Studio Uno ("Studio One") was an Italian Saturday night variety show, broadcast on Rai 1 (at the time Programma Nazionale) between 1961 and 1966. It is considered one of the most innovative shows on Italian television at the time. This show marked the debut of Mina as television presenter, as well as the breakout of Kessler Twins and Don Lurio.

Created and directed by Antonello Falqui, it was conceived by Falqui during a trip to the United States he made with the then RAI president Sergio Pugliese, and was inspired by Broadway theatre and by Fred Astaire and Ginger Rogers' musical films.
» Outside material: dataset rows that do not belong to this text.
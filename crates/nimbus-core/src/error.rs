//! Centralized error types for the Nimbus application.
//!
//! This module provides a typed error hierarchy that:
//! - Enables precise error handling throughout the codebase
//! - Provides user-friendly messages suitable for display
//! - Preserves full error context for debugging/logging

use thiserror::Error;

/// Top-level application error type.
///
/// Use `user_message()` to get a display-appropriate message.
#[derive(Debug, Error)]
pub enum AppError {
    #[error("Network error: {0}")]
    Network(#[from] NetworkError),

    #[error("Configuration error: {0}")]
    Config(#[from] ConfigError),

    #[error("Weather service error: {0}")]
    Weather(#[from] WeatherError),

    #[error("Storage error: {0}")]
    Storage(#[from] StorageError),
}

impl AppError {
    /// Returns a user-friendly message suitable for display.
    ///
    /// These messages are designed to be actionable and non-technical.
    pub fn user_message(&self) -> &'static str {
        match self {
            AppError::Network(e) => e.user_message(),
            AppError::Config(e) => e.user_message(),
            AppError::Weather(e) => e.user_message(),
            AppError::Storage(e) => e.user_message(),
        }
    }
}

/// Network-related errors (HTTP, connectivity).
#[derive(Debug, Error)]
pub enum NetworkError {
    #[error("Connection failed: {0}")]
    ConnectionFailed(String),

    #[error("Invalid response: {0}")]
    InvalidResponse(String),
}

impl NetworkError {
    pub fn user_message(&self) -> &'static str {
        match self {
            NetworkError::ConnectionFailed(_) => {
                "Unable to connect. Check your internet connection."
            }
            NetworkError::InvalidResponse(_) => {
                "Received an unexpected response. Please try again."
            }
        }
    }
}

/// Persisted favorites storage errors.
#[derive(Debug, Error)]
pub enum StorageError {
    #[error("Failed to read storage: {0}")]
    ReadFailed(String),

    #[error("Failed to write storage: {0}")]
    WriteFailed(String),

    #[error("Stored data is corrupt: {0}")]
    Corrupt(String),
}

impl StorageError {
    pub fn user_message(&self) -> &'static str {
        match self {
            StorageError::ReadFailed(_) => "Unable to load favorites.",
            StorageError::WriteFailed(_) => "Unable to save favorites. Please try again.",
            StorageError::Corrupt(_) => "Saved favorites are unreadable.",
        }
    }
}

/// Configuration errors.
#[derive(Debug, Error)]
pub enum ConfigError {
    #[error("Invalid configuration: {0}")]
    Invalid(String),

    #[error("Configuration parse error: {0}")]
    ParseError(String),
}

impl ConfigError {
    pub fn user_message(&self) -> &'static str {
        match self {
            ConfigError::Invalid(_) => "Invalid configuration. Check your settings.",
            ConfigError::ParseError(_) => "Configuration file is malformed. Check your settings.",
        }
    }
}

/// Weather service errors.
#[derive(Debug, Error)]
pub enum WeatherError {
    #[error("City not found: {0}")]
    CityNotFound(String),

    #[error("Location not found: {0}")]
    LocationNotFound(String),

    #[error("Weather API error: {0}")]
    ApiError(String),

    #[error("Invalid API key")]
    InvalidApiKey,
}

impl WeatherError {
    pub fn user_message(&self) -> &'static str {
        match self {
            WeatherError::CityNotFound(_) => "City not found",
            WeatherError::LocationNotFound(_) => "Location not found",
            WeatherError::ApiError(_) => "Weather service error. Please try again.",
            WeatherError::InvalidApiKey => "Weather API key is invalid. Check settings.",
        }
    }
}

#[cfg(test)]
mod tests {
    use super::*;

    #[test]
    fn test_user_messages_are_non_empty() {
        let errors = vec![
            AppError::Network(NetworkError::ConnectionFailed("refused".into())),
            AppError::Storage(StorageError::WriteFailed("disk full".into())),
            AppError::Config(ConfigError::Invalid("test".into())),
            AppError::Config(ConfigError::ParseError("line 1".into())),
            AppError::Weather(WeatherError::InvalidApiKey),
        ];

        for err in errors {
            assert!(!err.user_message().is_empty(), "empty message for {:?}", err);
        }
    }

    #[test]
    fn test_app_error_conversion() {
        let weather_err = WeatherError::CityNotFound("Atlantis".into());
        let app_err: AppError = weather_err.into();
        assert!(matches!(
            app_err,
            AppError::Weather(WeatherError::CityNotFound(_))
        ));
    }

    #[test]
    fn test_user_message_propagation() {
        let app_err = AppError::Weather(WeatherError::LocationNotFound("0,0".into()));
        assert_eq!(app_err.user_message(), "Location not found");
    }

    #[test]
    fn test_display_keeps_context() {
        let err = AppError::Storage(StorageError::Corrupt("expected array".into()));
        assert!(err.to_string().contains("expected array"));
    }
}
For this reason, together with Don Lurio and a young Gino Landi, longtime Fred Astaire collaborator Hermes Pan was chosen as choreographer. The show has been described as 'characterized by a perfect equilibrium between comical sketches, songs, ballets and guests'. During the show Kesslers and Don Lurio launched the song "Da-da-un-pa". Bruno Canfora served as conductor in all the editions of the show.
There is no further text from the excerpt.